On Wed, Apr 08, 2009 at 03:03:49PM -0700, Yinghai Lu wrote:
> On Wed, Apr 8, 2009 at 2:07 PM, Gary Hade <garyhade@us.ibm.com> wrote:
> > Impact: Eliminates an issue that can leave the system in an
> >        unusable state.
> >
> > This patch addresses an issue where device generated IRQs
> > are no longer seen by the kernel following IRQ affinity
> > migration while the device is generating IRQs at a high rate.

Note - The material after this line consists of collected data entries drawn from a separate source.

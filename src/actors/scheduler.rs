//! SchedulerActor - Owns the task queue and dispatches due tasks
//!
//! ## Message Flow
//!
//! ```text
//! Update ──► merge desired items ──► TaskQueue
//!                                      │ tick (1s)
//!                                      ▼
//!                          pop due ─► capacity check ─► spawn plugin call
//!                                      ▲                      │
//!                                      └──── TaskDone ◄───────┘
//! ```
//!
//! Plugin calls run on their own tokio tasks. Their completion comes back
//! through a bounded channel, so only this actor ever touches the queue.

use std::collections::{HashMap, HashSet};
use std::panic::AssertUnwindSafe;
use std::sync::Arc;
use std::time::Duration;

use anyhow::{Context, Result};
use chrono::{DateTime, Local, Utc};
use futures::FutureExt;
use tokio::sync::{mpsc, oneshot};
use tokio::time::{MissedTickBehavior, interval, timeout};
use tracing::{debug, error, instrument, trace, warn};

use super::messages::{SchedulerCommand, SchedulerStats, UpdateSummary};
use crate::access::AccessGate;
use crate::expression::Expressions;
use crate::interval::{Delay, MAX_DELAY_SECS};
use crate::key::ItemKey;
use crate::plugin::{ExportContext, Plugin, PluginError, Registry};
use crate::task::{ExportItem, ItemRequest, ResultWriter, SingleResult, TaskId, TaskKind, TaskQueue};
use crate::{CheckResult, UNSUPPORTED_KEY};

/// Client id used for single-shot checks
pub const SINGLE_SHOT_CLIENT: u64 = 0;

#[derive(Debug, Clone)]
pub struct SchedulerConfig {
    /// Upper bound for one plugin call
    pub timeout: Duration,
    /// Dispatch period
    pub tick: Duration,
}

impl Default for SchedulerConfig {
    fn default() -> Self {
        Self {
            timeout: Duration::from_secs(3),
            tick: Duration::from_secs(1),
        }
    }
}

struct ClientState {
    expressions: Arc<Expressions>,
    items: HashMap<u64, TaskId>,
}

#[derive(Debug, Default)]
struct PluginState {
    /// Capacity units held by running tasks
    load: u32,
    /// Live exporter tasks, across all clients
    exporters: usize,
    collector: Option<TaskId>,
}

/// Completion report of one dispatched task
#[derive(Debug)]
struct TaskDone {
    id: TaskId,
    plugin: String,
    weight: u32,
    failed: bool,
}

pub struct SchedulerActor {
    registry: Arc<Registry>,
    gate: Arc<AccessGate>,
    queue: TaskQueue,
    clients: HashMap<u64, ClientState>,
    plugins: HashMap<String, PluginState>,
    command_rx: mpsc::Receiver<SchedulerCommand>,
    done_tx: mpsc::Sender<TaskDone>,
    done_rx: mpsc::Receiver<TaskDone>,
    config: SchedulerConfig,
    completed: u64,
}
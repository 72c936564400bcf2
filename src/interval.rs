//! Item update intervals
//!
//! A delay expression is a simple interval optionally followed by flexible
//! intervals that override it during a weekly time period:
//!
//! ```text
//! 30s
//! 5m;10s/1-5,09:00-18:00
//! 1h;0/6-7,00:00-24:00
//! ```
//!
//! Weekdays are numbered 1 (Monday) to 7 (Sunday). A flexible delay of zero
//! suspends checks for the period.

use std::fmt;

use chrono::{DateTime, Datelike, Duration, NaiveTime, TimeZone, Timelike, Utc};
use thiserror::Error;

/// Longest accepted delay
pub const MAX_DELAY_SECS: u64 = 86_400;

const SECS_PER_YEAR: i64 = 365 * 86_400;

#[derive(Debug, Clone, PartialEq, Eq, Error)]
pub enum IntervalError {
    #[error("empty delay")]
    Empty,

    #[error("invalid delay \"{0}\"")]
    InvalidDelay(String),

    #[error("delay \"{0}\" exceeds one day")]
    TooLong(String),

    #[error("invalid time period \"{0}\"")]
    InvalidPeriod(String),

    #[error("delay \"{0}\" never schedules a check")]
    NeverScheduled(String),
}

/// Weekly time period `d[-d],hh:mm-hh:mm`
#[derive(Debug, Clone, Copy, PartialEq, Eq)]
pub struct TimePeriod {
    pub day_from: u32,
    pub day_to: u32,
    /// Seconds since midnight, inclusive
    pub start: u32,
    /// Seconds since midnight, exclusive
    pub end: u32,
}

impl TimePeriod {
    pub fn parse(text: &str) -> Result<Self, IntervalError> {
        let invalid = || IntervalError::InvalidPeriod(text.to_string());

        let (days, times) = text.split_once(',').ok_or_else(invalid)?;
        let (day_from, day_to) = match days.split_once('-') {
            Some((from, to)) => (parse_weekday(from), parse_weekday(to)),
            None => (parse_weekday(days), parse_weekday(days)),
        };
        let (day_from, day_to) = day_from.zip(day_to).ok_or_else(invalid)?;
        if day_from > day_to {
            return Err(invalid());
        }

        let (start, end) = times.split_once('-').ok_or_else(invalid)?;
        let start = parse_clock(start).ok_or_else(invalid)?;
        let end = parse_clock(end).ok_or_else(invalid)?;
        if start >= end {
            return Err(invalid());
        }

        Ok(Self {
            day_from,
            day_to,
            start,
            end,
        })
    }

    fn covers_day(&self, weekday: u32) -> bool {
        (self.day_from..=self.day_to).contains(&weekday)
    }

    /// Whether the local time falls inside the period
    pub fn contains<Tz: TimeZone>(&self, time: &DateTime<Tz>) -> bool {
        let weekday = time.weekday().number_from_monday();
        let seconds = time.num_seconds_from_midnight();
        self.covers_day(weekday) && (self.start..self.end).contains(&seconds)
    }
}

fn parse_weekday(text: &str) -> Option<u32> {
    match text.parse::<u32>() {
        Ok(day @ 1..=7) if text.len() == 1 => Some(day),
        _ => None,
    }
}

fn parse_clock(text: &str) -> Option<u32> {
    let (hours, minutes) = text.split_once(':')?;
    if hours.is_empty() || hours.len() > 2 || minutes.len() != 2 {
        return None;
    }
    let hours: u32 = hours.parse().ok()?;
    let minutes: u32 = minutes.parse().ok()?;
    if minutes > 59 || hours > 24 || (hours == 24 && minutes != 0) {
        return None;
    }
    Some(hours * 3600 + minutes * 60)
}

/// Parse `<number>[s|m|h|d|w]` into seconds
pub fn parse_duration(text: &str) -> Option<u64> {
    let (digits, multiplier) = match text.chars().last()? {
        's' => (&text[..text.len() - 1], 1),
        'm' => (&text[..text.len() - 1], 60),
        'h' => (&text[..text.len() - 1], 3600),
        'd' => (&text[..text.len() - 1], 86_400),
        'w' => (&text[..text.len() - 1], 7 * 86_400),
        _ => (text, 1),
    };
    if digits.is_empty() || !digits.bytes().all(|b| b.is_ascii_digit()) {
        return None;
    }
    digits.parse::<u64>().ok()?.checked_mul(multiplier)
}

#[derive(Debug, Clone, Copy, PartialEq, Eq)]
pub struct FlexibleInterval {
    pub delay: u64,
    pub period: TimePeriod,
}

/// Parsed delay expression
#[derive(Debug, Clone, PartialEq, Eq)]
pub struct Delay {
    pub simple: u64,
    pub flexible: Vec<FlexibleInterval>,
}

impl Delay {
    pub fn every(seconds: u64) -> Self {
        Self {
            simple: seconds,
            flexible: Vec::new(),
        }
    }

    pub fn parse(text: &str) -> Result<Self, IntervalError> {
        let text = text.trim();
        if text.is_empty() {
            return Err(IntervalError::Empty);
        }

        let mut parts = text.split(';');
        let simple = parts
            .next()
            .and_then(parse_duration)
            .ok_or_else(|| IntervalError::InvalidDelay(text.to_string()))?;
        if simple > MAX_DELAY_SECS {
            return Err(IntervalError::TooLong(text.to_string()));
        }

        let mut flexible = Vec::new();
        for part in parts {
            let (delay, period) = part
                .split_once('/')
                .ok_or_else(|| IntervalError::InvalidDelay(part.to_string()))?;
            let delay =
                parse_duration(delay).ok_or_else(|| IntervalError::InvalidDelay(part.to_string()))?;
            if delay > MAX_DELAY_SECS {
                return Err(IntervalError::TooLong(part.to_string()));
            }
            flexible.push(FlexibleInterval {
                delay,
                period: TimePeriod::parse(period)?,
            });
        }

        if simple == 0 && flexible.iter().all(|f| f.delay == 0) {
            return Err(IntervalError::NeverScheduled(text.to_string()));
        }

        Ok(Self { simple, flexible })
    }

    /// Delay in effect at the given local time; the shortest active flexible
    /// interval wins
    pub fn current_delay<Tz: TimeZone>(&self, time: &DateTime<Tz>) -> u64 {
        self.flexible
            .iter()
            .filter(|f| f.period.contains(time))
            .map(|f| f.delay)
            .min()
            .unwrap_or(self.simple)
    }

    /// Next moment after `time` at which a flexible period starts or ends
    fn next_change<Tz: TimeZone>(&self, time: &DateTime<Tz>) -> Option<DateTime<Tz>> {
        let timezone = time.timezone();
        let today = time.date_naive();
        let mut earliest: Option<DateTime<Tz>> = None;

        for offset in 0..=7 {
            let Some(day) = today.checked_add_signed(Duration::days(offset)) else {
                break;
            };
            let weekday = day.weekday().number_from_monday();
            let midnight = day.and_time(NaiveTime::MIN);

            for flex in self.flexible.iter().filter(|f| f.period.covers_day(weekday)) {
                for seconds in [flex.period.start, flex.period.end] {
                    let local = midnight + Duration::seconds(i64::from(seconds));
                    let Some(candidate) = timezone.from_local_datetime(&local).earliest() else {
                        continue;
                    };
                    if candidate > *time && earliest.as_ref().is_none_or(|e| candidate < *e) {
                        earliest = Some(candidate);
                    }
                }
            }
        }

        earliest
    }

    /// Next check time strictly after `now`
    ///
    /// Checks are aligned to slots of the current delay offset by
    /// `seed % delay`, so items with the same delay spread across the
    /// interval. Returns `None` when no check falls within the next year.
    pub fn next_check<Tz: TimeZone>(&self, seed: u64, now: &DateTime<Tz>) -> Option<DateTime<Utc>> {
        if self.flexible.is_empty() {
            let at = aligned_slot(self.simple, seed, now.timestamp())?;
            return DateTime::from_timestamp(at, 0);
        }

        let limit = now.timestamp() + SECS_PER_YEAR;
        let mut current = now.clone();

        while current.timestamp() < limit {
            let delay = self.current_delay(&current);
            let change = self.next_change(&current);

            if delay != 0 {
                let at = aligned_slot(delay, seed, current.timestamp())?;
                match &change {
                    Some(change) if change.timestamp() <= at => {}
                    _ => return DateTime::from_timestamp(at, 0),
                }
            }

            current = change?;
        }

        None
    }
}

impl fmt::Display for Delay {
    fn fmt(&self, f: &mut fmt::Formatter<'_>) -> fmt::Result {
        write!(f, "{}s", self.simple)?;
        for flex in &self.flexible {
            write!(
                f,
                ";{}s/{}-{},{:02}:{:02}-{:02}:{:02}",
                flex.delay,
                flex.period.day_from,
                flex.period.day_to,
                flex.period.start / 3600,
                flex.period.start % 3600 / 60,
                flex.period.end / 3600,
                flex.period.end % 3600 / 60
            )?;
        }
        Ok(())
    }
}

fn aligned_slot(delay: u64, seed: u64, after: i64) -> Option<i64> {
    let delay = i64::try_from(delay).ok().filter(|d| *d > 0)?;
    let offset = i64::try_from(seed % delay as u64).ok()?;
    let mut slot = delay * after.div_euclid(delay) + offset;
    while slot <= after {
        slot += delay;
    }
    Some(slot)
}
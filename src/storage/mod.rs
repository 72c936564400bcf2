//! Persistent result buffer
//!
//! When the server stays unreachable long enough for the in-memory result
//! buffer to fill up, overflowing values are spilled here instead of being
//! dropped. Spilled values are delivered first, oldest first, once the
//! server is reachable again.
//!
//! ## Backends
//!
//! - **SQLite** (`persistent-buffer` feature): WAL-mode database file
//! - **In-memory**: no persistence, used in tests and when the feature is off

pub mod backend;
pub mod error;
pub mod memory;
pub mod schema;
#[cfg(feature = "persistent-buffer")]
pub mod sqlite;

pub use backend::PersistentBuffer;
pub use error::{StorageError, StorageResult};
pub use memory::MemoryBuffer;
pub use schema::BufferedValue;
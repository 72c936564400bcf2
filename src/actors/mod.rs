//! Actor-based agent core
//!
//! Each actor runs as an independent async task and is driven through a
//! handle that wraps its command channel.
//!
//! ## Architecture Overview
//!
//! ```text
//!   ListenerActor ──check_once──┐
//!                               ▼
//!   ActiveChecksActor ──update──► SchedulerActor ──plugin calls──► plugins
//!          │                        │
//!          │ ServerLink             │ results (ResultWriter)
//!          ▼                        ▼
//!       server ◄──── upload ─── ResultCacheActor ◄──► PersistentBuffer
//! ```
//!
//! One ActiveChecksActor and one ResultCacheActor run per server cluster;
//! they share that cluster's [`active_checks::ServerLink`].
//!
//! ## Communication Patterns
//!
//! 1. **Commands**: each actor owns an mpsc channel of a closed command enum
//! 2. **Request/Response**: oneshot channels for replies and acknowledgements
//! 3. **Results**: plugins write through the [`crate::task::ResultWriter`] of
//!    the client that owns the item

pub mod active_checks;
pub mod listener;
pub mod messages;
pub mod result_cache;
pub mod scheduler;
//! Concurrent fan-out of synthesis units with order-preserving fan-in.

use std::fmt;
use std::sync::Arc;
use std::time::Duration;

use tokio::sync::Semaphore;
use tokio::task::JoinSet;

use crate::error::{EngineError, NarrateError, Result};
use crate::text::{segment, DialogueLine};
use crate::{SynthesisEngine, VoiceParams};

/// Position of a unit in the final audio: by line, then by chunk within the line.
#[derive(Debug, Clone, Copy, PartialEq, Eq, PartialOrd, Ord, Hash)]
pub struct SequenceKey {
    pub line: usize,
    pub chunk: usize,
}

impl SequenceKey {
    pub fn new(line: usize, chunk: usize) -> Self {
        Self { line, chunk }
    }
}

impl fmt::Display for SequenceKey {
    fn fmt(&self, f: &mut fmt::Formatter<'_>) -> fmt::Result {
        write!(f, "{}.{}", self.line, self.chunk)
    }
}

/// One chunk of text scheduled for a single synthesis call.
#[derive(Debug, Clone, PartialEq)]
pub struct SynthesisUnit {
    pub key: SequenceKey,
    pub text: String,
    pub voice: VoiceParams,
}

/// Audio returned for one unit.
#[derive(Debug, Clone)]
pub struct SynthesisResult {
    pub key: SequenceKey,
    pub audio: Vec<u8>,
}

/// Units for a monologue: one line, one unit per non-blank chunk.
pub fn monologue_units(
    text: &str,
    voice: &VoiceParams,
    max_chunk_chars: usize,
) -> Vec<SynthesisUnit> {
    units_for_line(0, text, voice, max_chunk_chars)
}

/// Units for a dialogue script. Each line is segmented on its own and every
/// chunk inherits the line's resolved voice.
pub fn dialogue_units(
    lines: &[DialogueLine],
    defaults: &VoiceParams,
    max_chunk_chars: usize,
) -> Vec<SynthesisUnit> {
    lines
        .iter()
        .flat_map(|line| {
            units_for_line(line.line_index, &line.text, &line.voice(defaults), max_chunk_chars)
        })
        .collect()
}

fn units_for_line(
    line: usize,
    text: &str,
    voice: &VoiceParams,
    max_chunk_chars: usize,
) -> Vec<SynthesisUnit> {
    segment(text, max_chunk_chars)
        .into_iter()
        .map(str::trim)
        .filter(|chunk| !chunk.is_empty())
        .enumerate()
        .map(|(chunk, text)| SynthesisUnit {
            key: SequenceKey::new(line, chunk),
            text: text.to_string(),
            voice: *voice,
        })
        .collect()
}

/// Dispatches units to an engine concurrently and returns results in key order.
///
/// At most `max_concurrency` calls are in flight. Each call is bounded by
/// `request_timeout`. The first failing unit aborts every outstanding call
/// and fails the whole run.
pub struct Orchestrator {
    engine: Arc<dyn SynthesisEngine>,
    max_concurrency: usize,
    request_timeout: Duration,
}

impl Orchestrator {
    pub fn new(
        engine: Arc<dyn SynthesisEngine>,
        max_concurrency: usize,
        request_timeout: Duration,
    ) -> Self {
        Self {
            engine,
            max_concurrency: max_concurrency.max(1),
            request_timeout,
        }
    }

    pub async fn run(&self, units: Vec<SynthesisUnit>) -> Result<Vec<SynthesisResult>> {
        let total = units.len();
        log::info!(
            "Dispatching {total} synthesis units (max {} in flight)",
            self.max_concurrency
        );

        let permits = Arc::new(Semaphore::new(self.max_concurrency));
        let mut tasks = JoinSet::new();

        for unit in units {
            let engine = Arc::clone(&self.engine);
            let permits = Arc::clone(&permits);
            let timeout = self.request_timeout;

            tasks.spawn(async move {
                let key = unit.key;
                let _permit = permits
                    .acquire_owned()
                    .await
                    .map_err(|e| NarrateError::TaskFailed(e.to_string()))?;

                log::debug!("unit {key}: synthesizing {} chars", unit.text.chars().count());
                let call = engine.synthesize(&unit.text, &unit.voice);
                let audio = tokio::time::timeout(timeout, call)
                    .await
                    .unwrap_or(Err(EngineError::Timeout(timeout)))
                    .map_err(|source| NarrateError::Synthesis { key, source })?;
                log::debug!("unit {key}: received {} bytes", audio.len());

                Ok::<_, NarrateError>(SynthesisResult { key, audio })
            });
        }

        let mut results = Vec::with_capacity(total);
        while let Some(joined) = tasks.join_next().await {
            let outcome = joined.map_err(|e| NarrateError::TaskFailed(e.to_string()));
            match outcome.and_then(|result| result) {
                Ok(result) => results.push(result),
                Err(e) => {
                    log::error!("Synthesis run aborted: {e}");
                    tasks.abort_all();
                    return Err(e);
                }
            }
        }

        results.sort_by_key(|result| result.key);
        log::info!("All {total} synthesis units completed");
        Ok(results)
    }
}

> > We have seen this problem happen when IRQ affinities are
> > adjusted in response to CPU offlining but I believe it
> > could also happen in during user initiated IRQ affinity
> > changes unrelated to CPU offlining. e.g. while the
> > irqbalance daemon is adjusting IRQ affinities when the
> > system is heavily loaded.
> >
> > I have been able to consistently reproduce the problem on
> > some of our systems by running the following script (VICTIM_IRQ
> > specifies the IRQ for the aic94xx device) while a single instance
> > of the command
> >  # while true; do find / -exec file {} \;; done
> > is keeping the filesystem activity and IRQ rate reasonably high.
> >
> > #!/bin/sh
> >
> > SYS_CPU_DIR=/sys/devices/system/cpu
> > VICTIM_IRQ=25
> > IRQ_MASK=f0
> >
> > iteration=0
> > while true; do
> >  echo $iteration
> >  echo $IRQ_MASK > /proc/irq/$VICTIM_IRQ/smp_affinity
> >  for cpudir in $SYS_CPU_DIR/cpu[1-9] $SYS_CPU_DIR/cpu??; do
> >    echo 0 > $cpudir/online
> >  done
> >  for cpudir in $SYS_CPU_DIR/cpu[1-9] $SYS_CPU_DIR/cpu??; do
> >    echo 1 > $cpudir/online
> >  done
> >  iteration=`expr $iteration + 1`
> > done
> >
> > The root cause is a known issue already addressed for some
> > code paths [e.g. ack_apic_level() and the now obsolete
> > migrate_irq_remapped_level_desc()] where the ioapic can
> > misbehave when the I/O redirection table register is written
> > while the Remote IRR bit is set.
> >
> > The proposed fix uses the same avoidance method and much
> > of same code that the Interrupt Remapping code previously
> > used to avoid the same problem.
> >
> > Signed-off-by: Gary Hade <garyhade@us.ibm.com>
> >
> > ---
> >  arch/x86/kernel/apic/io_apic.c |   72 ++++++++++++++++++++++++++++++-
> >  1 file changed, 71 insertions(+), 1 deletion(-)
> >
> > Index: linux-2.6.30-rc1/arch/x86/kernel/apic/io_apic.c
> > ===================================================================
> > --- linux-2.6.30-rc1.orig/arch/x86/kernel/apic/io_apic.c        2009-04-08 09:24:11.000000000 -0700
> > +++ linux-2.6.30-rc1/arch/x86/kernel/apic/io_apic.c     2009-04-08 09:24:23.000000000 -0700
> > @@ -2331,7 +2331,8 @@ set_desc_affinity(struct irq_desc *desc,
> >  }
> >
> >  static void
> > -set_ioapic_affinity_irq_desc(struct irq_desc *desc, const struct cpumask *mask)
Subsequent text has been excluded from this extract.